Pourquoi la période des soldes nous pousse-t-elle à acheter des choses dont nous n’avons aucun besoin ? Pourquoi sommes-nous persuadés qu’une aspirine à 50 centimes nous guérit plus sûrement qu’un cachet à 5 centimes ? Pourquoi cessons-nous à midi le régime que nous avons décidé le matin ? Pourquoi, en d’autres termes, des gens intelligents comme vous et moi prennent régulièrement des décisions absurdes ? Parce que nous ne sommes pas aussi rationnels que nous voudrions, et cette irrationalité se traduit par une multitude de « mauvais » choix, qui touchent tant à notre quotidien qu’à des décisions plus engageantes – acquérir une maison, changer de travail ou se lancer dans une relation amoureuse. Conçu à partir d’expériences aussi variées qu’instructives, ce livre aide à déjouer les pièges de notre irrationalité.

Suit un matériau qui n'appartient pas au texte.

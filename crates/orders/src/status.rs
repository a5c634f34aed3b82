//! Order status state machine.

use serde::{Deserialize, Serialize};

use stockline_core::{DomainError, DomainResult};

/// Order status lifecycle.
///
/// Success path: `pending → confirmed → processing → shipped → delivered`.
/// Failure exits: `pending|confirmed → cancelled`, `pending → rejected`.
/// Fulfilment may skip forward past intermediate states, never backward.
#[derive(Debug, Clone, Copy, PartialEq, Eq, Hash, Serialize, Deserialize)]
#[serde(rename_all = "lowercase")]
pub enum OrderStatus {
    Pending,
    Confirmed,
    Processing,
    Shipped,
    Delivered,
    Cancelled,
    Rejected,
}

/// Stock side-effect of a status transition.
#[derive(Debug, Clone, Copy, PartialEq, Eq)]
pub enum StockEffect {
    /// No stock movement (reservation stays in place or was never made).
    None,
    /// Every line item's reservation is returned to stock.
    Restore,
}

impl OrderStatus {
    /// No further transition is valid from a terminal status.
    pub fn is_terminal(self) -> bool {
        matches!(self, Self::Delivered | Self::Cancelled | Self::Rejected)
    }

    /// Position on the fulfilment path, if the status is on it.
    fn fulfilment_rank(self) -> Option<u8> {
        match self {
            Self::Pending => Some(0),
            Self::Confirmed => Some(1),
            Self::Processing => Some(2),
            Self::Shipped => Some(3),
            Self::Delivered => Some(4),
            Self::Cancelled | Self::Rejected => None,
        }
    }

    /// Whether the `self → target` edge is in the transition table.
    pub fn can_transition_to(self, target: OrderStatus) -> bool {
        if self.is_terminal() || self == target {
            return false;
        }
        match target {
            OrderStatus::Cancelled => matches!(self, Self::Pending | Self::Confirmed),
            OrderStatus::Rejected => self == Self::Pending,
            // Approval is the only exit from pending onto the fulfilment path.
            OrderStatus::Confirmed => self == Self::Pending,
            OrderStatus::Pending => false,
            _ => match (self.fulfilment_rank(), target.fulfilment_rank()) {
                (Some(from), Some(to)) => self != Self::Pending && to > from,
                _ => false,
            },
        }
    }

    /// Valid targets from this status, for conflict-error detail.
    pub fn valid_next_states(self) -> &'static [OrderStatus] {
        match self {
            Self::Pending => &[Self::Confirmed, Self::Cancelled, Self::Rejected],
            Self::Confirmed => &[
                Self::Processing,
                Self::Shipped,
                Self::Delivered,
                Self::Cancelled,
            ],
            Self::Processing => &[Self::Shipped, Self::Delivered],
            Self::Shipped => &[Self::Delivered],
            Self::Delivered | Self::Cancelled | Self::Rejected => &[],
        }
    }

    /// Stock side-effect of a valid `self → target` edge.
    ///
    /// Callers must have checked [`Self::can_transition_to`] first; the result
    /// is meaningless for edges outside the table.
    pub fn stock_effect(self, target: OrderStatus) -> StockEffect {
        match target {
            OrderStatus::Cancelled | OrderStatus::Rejected => StockEffect::Restore,
            _ => StockEffect::None,
        }
    }

    /// Storage representation; the inverse of [`core::str::FromStr`].
    pub fn as_str(self) -> &'static str {
        match self {
            Self::Pending => "pending",
            Self::Confirmed => "confirmed",
            Self::Processing => "processing",
            Self::Shipped => "shipped",
            Self::Delivered => "delivered",
            Self::Cancelled => "cancelled",
            Self::Rejected => "rejected",
        }
    }
}

impl core::fmt::Display for OrderStatus {
    fn fmt(&self, f: &mut core::fmt::Formatter<'_>) -> core::fmt::Result {
        f.write_str(self.as_str())
    }
}

impl core::str::FromStr for OrderStatus {
    type Err = DomainError;

    fn from_str(s: &str) -> DomainResult<Self> {
        match s {
            "pending" => Ok(Self::Pending),
            "confirmed" => Ok(Self::Confirmed),
            "processing" => Ok(Self::Processing),
            "shipped" => Ok(Self::Shipped),
            "delivered" => Ok(Self::Delivered),
            "cancelled" => Ok(Self::Cancelled),
            "rejected" => Ok(Self::Rejected),
            other => Err(DomainError::validation(format!(
                "unknown order status: {other}"
            ))),
        }
    }
}

#[cfg(test)]
mod tests {
    use super::*;
    use OrderStatus::*;

    const ALL: [OrderStatus; 7] = [
        Pending, Confirmed, Processing, Shipped, Delivered, Cancelled, Rejected,
    ];

    #[test]
    fn pending_can_only_be_approved_cancelled_or_rejected() {
        for target in ALL {
            let expected = matches!(target, Confirmed | Cancelled | Rejected);
            assert_eq!(Pending.can_transition_to(target), expected, "{target:?}");
        }
    }

    #[test]
    fn confirmed_can_advance_or_cancel_but_not_reject() {
        assert!(Confirmed.can_transition_to(Processing));
        assert!(Confirmed.can_transition_to(Shipped));
        assert!(Confirmed.can_transition_to(Delivered));
        assert!(Confirmed.can_transition_to(Cancelled));
        assert!(!Confirmed.can_transition_to(Rejected));
        assert!(!Confirmed.can_transition_to(Pending));
    }

    #[test]
    fn fulfilment_never_moves_backward() {
        assert!(!Processing.can_transition_to(Confirmed));
        assert!(!Shipped.can_transition_to(Processing));
        assert!(!Delivered.can_transition_to(Shipped));
    }

    #[test]
    fn cancellation_window_closes_at_processing() {
        assert!(!Processing.can_transition_to(Cancelled));
        assert!(!Shipped.can_transition_to(Cancelled));
    }

    #[test]
    fn terminal_states_admit_nothing() {
        for terminal in [Delivered, Cancelled, Rejected] {
            assert!(terminal.is_terminal());
            for target in ALL {
                assert!(!terminal.can_transition_to(target), "{terminal:?} -> {target:?}");
            }
            assert!(terminal.valid_next_states().is_empty());
        }
    }

    #[test]
    fn self_transition_is_not_an_edge() {
        for status in ALL {
            assert!(!status.can_transition_to(status));
        }
    }

    #[test]
    fn only_failure_exits_restore_stock() {
        assert_eq!(Pending.stock_effect(Cancelled), StockEffect::Restore);
        assert_eq!(Pending.stock_effect(Rejected), StockEffect::Restore);
        assert_eq!(Confirmed.stock_effect(Cancelled), StockEffect::Restore);
        assert_eq!(Pending.stock_effect(Confirmed), StockEffect::None);
        assert_eq!(Confirmed.stock_effect(Shipped), StockEffect::None);
        assert_eq!(Shipped.stock_effect(Delivered), StockEffect::None);
    }

    #[test]
    fn valid_next_states_agree_with_transition_table() {
        for from in ALL {
            for to in ALL {
                let listed = from.valid_next_states().contains(&to);
                assert_eq!(listed, from.can_transition_to(to), "{from:?} -> {to:?}");
            }
        }
    }

    #[test]
    fn status_round_trips_through_storage_form() {
        for status in ALL {
            let parsed: OrderStatus = status.as_str().parse().unwrap();
            assert_eq!(parsed, status);
        }
        assert!("unknown".parse::<OrderStatus>().is_err());
    }
}
impl StoreTx for PostgresTx {
    fn product(&mut self, id: ProductId) -> Result<Product, StoreError> {
        let handle = self.handle.clone();
        let row = handle
            .block_on(
                sqlx::query(&format!("{PRODUCT_COLUMNS} WHERE id = $1"))
                    .bind(id.0.as_uuid())
                    .fetch_optional(&mut *self.tx),
            )
            .map_err(|e| map_sqlx_error("tx_product", e))?;

        match row {
            Some(row) => product_from_row(&row),
            None => Err(StoreError::ProductNotFound(id)),
        }
    }

    fn order(&mut self, id: OrderId) -> Result<Option<Order>, StoreError> {
        let handle = self.handle.clone();
        let row = handle
            .block_on(
                sqlx::query(&format!("{ORDER_COLUMNS} WHERE id = $1"))
                    .bind(id.0.as_uuid())
                    .fetch_optional(&mut *self.tx),
            )
            .map_err(|e| map_sqlx_error("tx_order", e))?;

        row.map(|r| order_from_row(&r)).transpose()
    }

    fn order_items(&mut self, id: OrderId) -> Result<Vec<OrderItem>, StoreError> {
        let handle = self.handle.clone();
        let rows = handle
            .block_on(
                sqlx::query(
                    "SELECT order_id, product_id, quantity, unit_price, subtotal \
                     FROM order_items WHERE order_id = $1",
                )
                .bind(id.0.as_uuid())
                .fetch_all(&mut *self.tx),
            )
            .map_err(|e| map_sqlx_error("tx_order_items", e))?;

        rows.iter().map(item_from_row).collect()
    }

    fn reserve_stock(
        &mut self,
        id: ProductId,
        quantity: i64,
        now: DateTime<Utc>,
    ) -> Result<StockChange, StoreError> {
        if quantity <= 0 {
            return Err(StoreError::InvalidRecord(
                "reserve quantity must be positive".to_string(),
            ));
        }

        let handle = self.handle.clone();
        let row = handle
            .block_on(
                sqlx::query(
                    r#"
                    UPDATE products
                    SET stock_quantity = stock_quantity - $2, updated_at = $3
                    WHERE id = $1 AND stock_quantity >= $2
                    RETURNING stock_quantity
                    "#,
                )
                .bind(id.0.as_uuid())
                .bind(quantity)
                .bind(now)
                .fetch_optional(&mut *self.tx),
            )
            .map_err(|e| map_sqlx_error("reserve_stock", e))?;

        match row {
            Some(row) => {
                let new: i64 = row
                    .try_get("stock_quantity")
                    .map_err(|e| StoreError::InvalidRecord(e.to_string()))?;
                Ok(StockChange {
                    product_id: id,
                    previous: new + quantity,
                    new,
                })
            }
            // The conditional update matched nothing; read once to tell
            // "insufficient" apart from "no such product" for the error.
            None => {
                let available = handle
                    .block_on(
                        sqlx::query("SELECT stock_quantity FROM products WHERE id = $1")
                            .bind(id.0.as_uuid())
                            .fetch_optional(&mut *self.tx),
                    )
                    .map_err(|e| map_sqlx_error("reserve_stock_available", e))?
                    .map(|r| r.try_get::<i64, _>("stock_quantity"))
                    .transpose()
                    .map_err(|e| StoreError::InvalidRecord(e.to_string()))?;

                match available {
                    Some(available) => Err(StoreError::InsufficientStock {
                        product_id: id,
                        requested: quantity,
                        available,
                    }),
                    None => Err(StoreError::ProductNotFound(id)),
                }
            }
        }
    }

    fn release_stock(
        &mut self,
        id: ProductId,
        quantity: i64,
        now: DateTime<Utc>,
    ) -> Result<StockChange, StoreError> {
        if quantity <= 0 {
            return Err(StoreError::InvalidRecord(
                "release quantity must be positive".to_string(),
            ));
        }

        let handle = self.handle.clone();
        let row = handle
            .block_on(
                sqlx::query(
                    r#"
                    UPDATE products
                    SET stock_quantity = stock_quantity + $2, updated_at = $3
                    WHERE id = $1
                    RETURNING stock_quantity
                    "#,
                )
                .bind(id.0.as_uuid())
                .bind(quantity)
                .bind(now)
                .fetch_optional(&mut *self.tx),
            )
            .map_err(|e| map_sqlx_error("release_stock", e))?;

        match row {
            Some(row) => {
                let new: i64 = row
                    .try_get("stock_quantity")
                    .map_err(|e| StoreError::InvalidRecord(e.to_string()))?;
                Ok(StockChange {
                    product_id: id,
                    previous: new - quantity,
                    new,
                })
            }
            None => Err(StoreError::ProductNotFound(id)),
        }
    }

    fn adjust_stock(
        &mut self,
        id: ProductId,
        delta: i64,
        now: DateTime<Utc>,
    ) -> Result<StockChange, StoreError> {
        let handle = self.handle.clone();
        let row = handle
            .block_on(
                sqlx::query(
                    r#"
                    UPDATE products p
                    SET stock_quantity = GREATEST(p.stock_quantity + $2, 0), updated_at = $3
                    FROM (
                        SELECT id, stock_quantity AS previous_stock
                        FROM products WHERE id = $1 FOR UPDATE
                    ) prev
                    WHERE p.id = prev.id
                    RETURNING prev.previous_stock, p.stock_quantity
                    "#,
                )
                .bind(id.0.as_uuid())
                .bind(delta)
                .bind(now)
                .fetch_optional(&mut *self.tx),
            )
            .map_err(|e| map_sqlx_error("adjust_stock", e))?;

        match row {
            Some(row) => {
                let previous: i64 = row
                    .try_get("previous_stock")
                    .map_err(|e| StoreError::InvalidRecord(e.to_string()))?;
                let new: i64 = row
                    .try_get("stock_quantity")
                    .map_err(|e| StoreError::InvalidRecord(e.to_string()))?;
                Ok(StockChange {
                    product_id: id,
                    previous,
                    new,
                })
            }
            None => Err(StoreError::ProductNotFound(id)),
        }
    }

    fn insert_order(&mut self, order: &Order, items: &[OrderItem]) -> Result<(), StoreError> {
        let handle = self.handle.clone();

        handle
            .block_on(
                sqlx::query(
                    r#"
                    INSERT INTO orders (
                        id, order_number, customer_id, status,
                        subtotal, shipping_fee, tax_amount, total_amount,
                        shipping_address, payment_status, created_at, updated_at
                    )
                    VALUES ($1, $2, $3, $4, $5, $6, $7, $8, $9, $10, $11, $12)
                    "#,
                )
                .bind(order.id.0.as_uuid())
                .bind(&order.order_number)
                .bind(order.customer_id.as_uuid())
                .bind(order.status.as_str())
                .bind(order.subtotal)
                .bind(order.shipping_fee)
                .bind(order.tax_amount)
                .bind(order.total_amount)
                .bind(&order.shipping_address)
                .bind(order.payment_status.as_str())
                .bind(order.created_at)
                .bind(order.updated_at)
                .execute(&mut *self.tx),
            )
            .map_err(|e| {
                if is_unique_violation(&e) {
                    StoreError::DuplicateOrder(order.id)
                } else {
                    map_sqlx_error("insert_order", e)
                }
            })?;

        for item in items {
            handle
                .block_on(
                    sqlx::query(
                        r#"
                        INSERT INTO order_items (order_id, product_id, quantity, unit_price, subtotal)
                        VALUES ($1, $2, $3, $4, $5)
                        "#,
                    )
                    .bind(item.order_id.0.as_uuid())
                    .bind(item.product_id.0.as_uuid())
                    .bind(item.quantity)
                    .bind(item.unit_price)
                    .bind(item.subtotal)
                    .execute(&mut *self.tx),
                )
                .map_err(|e| map_sqlx_error("insert_order_item", e))?;
        }

        Ok(())
    }

    fn set_order_status(
        &mut self,
        id: OrderId,
        status: OrderStatus,
        updated_at: DateTime<Utc>,
    ) -> Result<(), StoreError> {
        let handle = self.handle.clone();
        let result = handle
            .block_on(
                sqlx::query("UPDATE orders SET status = $2, updated_at = $3 WHERE id = $1")
                    .bind(id.0.as_uuid())
                    .bind(status.as_str())
                    .bind(updated_at)
                    .execute(&mut *self.tx),
            )
            .map_err(|e| map_sqlx_error("set_order_status", e))?;

        if result.rows_affected() == 0 {
            return Err(StoreError::OrderNotFound(id));
        }
        Ok(())
    }

    fn append_movement(&mut self, movement: &InventoryMovement) -> Result<(), StoreError> {
        let handle = self.handle.clone();
        handle
            .block_on(
                sqlx::query(
                    r#"
                    INSERT INTO inventory_movements (
                        id, product_id, movement_type, quantity,
                        reference_type, reference_id, previous_stock, new_stock,
                        reason, created_by, created_at
                    )
                    VALUES ($1, $2, $3, $4, $5, $6, $7, $8, $9, $10, $11)
                    "#,
                )
                .bind(movement.id.0.as_uuid())
                .bind(movement.product_id.0.as_uuid())
                .bind(movement.movement_type.as_str())
                .bind(movement.quantity)
                .bind(movement.reference.kind())
                .bind(movement.reference.order_id().map(|id| *id.0.as_uuid()))
                .bind(movement.previous_stock)
                .bind(movement.new_stock)
                .bind(movement.reason.as_deref())
                .bind(movement.created_by.as_uuid())
                .bind(movement.created_at)
                .execute(&mut *self.tx),
            )
            .map_err(|e| map_sqlx_error("append_movement", e))?;

        Ok(())
    }

    fn commit(self) -> Result<(), StoreError> {
        let PostgresTx { tx, handle } = self;
        handle
            .block_on(tx.commit())
            .map_err(|e| map_sqlx_error("commit", e))
    }
}
//! Movement query interface for reporting collaborators.
//!
//! Read-only, filterable, always newest-first, paginated by default.

use chrono::{DateTime, Utc};
use serde::{Deserialize, Serialize};

use stockline_catalog::ProductId;
use stockline_ledger::{InventoryMovement, MovementType};

use super::r#trait::StoreError;

/// Pagination parameters for movement queries.
#[derive(Debug, Clone, Copy, Serialize, Deserialize)]
pub struct Pagination {
    /// Maximum number of movements to return.
    pub limit: u32,
    /// Offset for pagination (0-based).
    pub offset: u32,
}

impl Default for Pagination {
    fn default() -> Self {
        Self {
            limit: 50,
            offset: 0,
        }
    }
}

impl Pagination {
    pub fn new(limit: Option<u32>, offset: Option<u32>) -> Self {
        Self {
            limit: limit.unwrap_or(50).min(1000),
            offset: offset.unwrap_or(0),
        }
    }
}

/// Filter criteria for movement queries. All fields optional.
#[derive(Debug, Clone, Default, Serialize, Deserialize)]
pub struct MovementFilter {
    pub product_id: Option<ProductId>,
    pub movement_type: Option<MovementType>,
    pub created_after: Option<DateTime<Utc>>,
    pub created_before: Option<DateTime<Utc>>,
}

/// Paginated movement query result.
#[derive(Debug, Clone, Serialize, Deserialize)]
pub struct MovementQueryResult {
    /// Movements matching the filter, newest-first.
    pub movements: Vec<InventoryMovement>,
    /// Total matches across all pages.
    pub total: u64,
    pub pagination: Pagination,
    pub has_more: bool,
}

/// Async query interface over the movement ledger.
#[async_trait::async_trait]
pub trait MovementQuery: Send + Sync {
    /// Query movements with optional filters and pagination.
    ///
    /// Ordered by `created_at` descending; ties broken by insertion order,
    /// newest first.
    async fn query_movements(
        &self,
        filter: MovementFilter,
        pagination: Pagination,
    ) -> Result<MovementQueryResult, StoreError>;
}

Lucas Muller, son camarade de classes agé de 17 ans et qui n’est pas sans sentiments pour elle. Lucas ne s’entend pas vraiment, et elle vit désormais à Neuilly, ne revenant que certains week-ends. Lorsque arrive le moment de choisir le thème d’un exposé au lycée son professeur, M. Marin, qui a remarqué qu’elle n’avait rien prévu, lui demande ce qu’elle compte choisir.

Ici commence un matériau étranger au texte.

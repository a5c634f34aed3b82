//! Value object trait: equality by value, not identity.

/// Marker trait for value objects.
///
/// Value objects are immutable and compared by their attribute values; to
/// "modify" one, construct a new value. `OrderTotals` is a value object,
/// `Order` (whose identity survives state changes) is not.
pub trait ValueObject: Clone + PartialEq + core::fmt::Debug {}
//! Order-number generation.

use chrono::{DateTime, Utc};

use crate::order::OrderId;

/// Build the human-facing order number: `SO-YYYYMMDD-xxxxxxxx`.
///
/// The suffix is the tail of the order id, so the number is globally unique
/// and stable across retries of the same checkout request.
pub fn order_number(id: OrderId, on: DateTime<Utc>) -> String {
    let hex = id.0.as_uuid().simple().to_string();
    let suffix = &hex[hex.len() - 8..];
    format!("SO-{}-{}", on.format("%Y%m%d"), suffix)
}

Lou, paniquée à l’idée de se faire remarquer, choisit un sujet particulièrement difficile : elle décide d’aborder le thème des sans-abris, qui va la confronter à la dureté du monde qui l’entoure. No a trouvé sa grand-mère morte et part vivre avec sa mère et l’homme qui s’occupe bien d’elle, alors que sa mère garde la même attitude qu’avant, ce qui cause bien des disputes, jusqu’au jour où l’homme part, que sa mère commence à boire et à maltraiter sa fille par négligence. SDF âgés de 16 à 18 ans sont des femmes et que le chiffre est en constante augmentation. Elle n’admet pas cette violence quotidienne de la pauvreté et petit à petit se mue en véritable militante de l’exclusion sociale. Sa rêverie de préadolescente, avec sa cohorte d’utopies et de préjugés, est mise à mal par la réalité de ce qu’elle voit : la vie ne ressemble donc pas aux affiches du métro et chacun ne trouve pas sa place dans cette société, comme elle l’a toujours envisagée. Lou supplie ses propres parents de l’accueillir chez eux pendant quelque temps. Les parents de Lou acceptent d’héberger la jeune S.

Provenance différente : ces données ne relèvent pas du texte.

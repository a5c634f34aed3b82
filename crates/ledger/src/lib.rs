//! Inventory movement ledger domain module.
//!
//! The append-only record types for every stock change, plus the pure replay
//! routines behind the audit guarantee: replaying all movements for a product
//! from its baseline must reproduce the live `stock_quantity` exactly.

pub mod movement;
pub mod replay;

pub use movement::{InventoryMovement, MovementId, MovementReference, MovementType};
pub use replay::{ReplayError, baseline, replay, verify_chain};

No va ramener l’espoir en la mère de Lou qui va s’occuper d’elle avec amour et courage. Un grand tournant a lieu, lorsque Lou et ses parents se rendent en Dordogne pour aider sa tante Sylvie en plein divorce : à leur retour, No est dans un état lamentable et le père de Lou lui demande de partir. Alors, elle part et trouve refuge chez Lucas qui vit seul dans un appartement le plus souvent. Lucas a beau se fâcher, ça ne change rien. Mais un jour, la mère de Lucas décide de faire un contrôle dans l’appartement pour vérifier que tout va bien : No doit quitter les lieux. Alors No parle de partir en Irlande pour retrouver son premier amour qui n’aurait jamais cessé de lui envoyer des lettres et Lou décide de partir avec elle à l’aventure.

Saint-Lazare, No fausse compagnie à Lou, qui rentre dès lors chez elle à pied après avoir fichu une belle frousse à ses parents. Lou et Lucas apprennent, de la bouche de Geneviève, que l’homme qu’aime No n’a jamais envoyé de lettres, une fois installé. Ils retournent à leurs vies après avoir perdu de vue No, et vont finir par se rapprocher pour s’embrasser, concluant le roman. No et moi, Librairie générale française, coll. Vous pouvez toutefois en visualiser la source. Rechercher les pages comportant ce texte.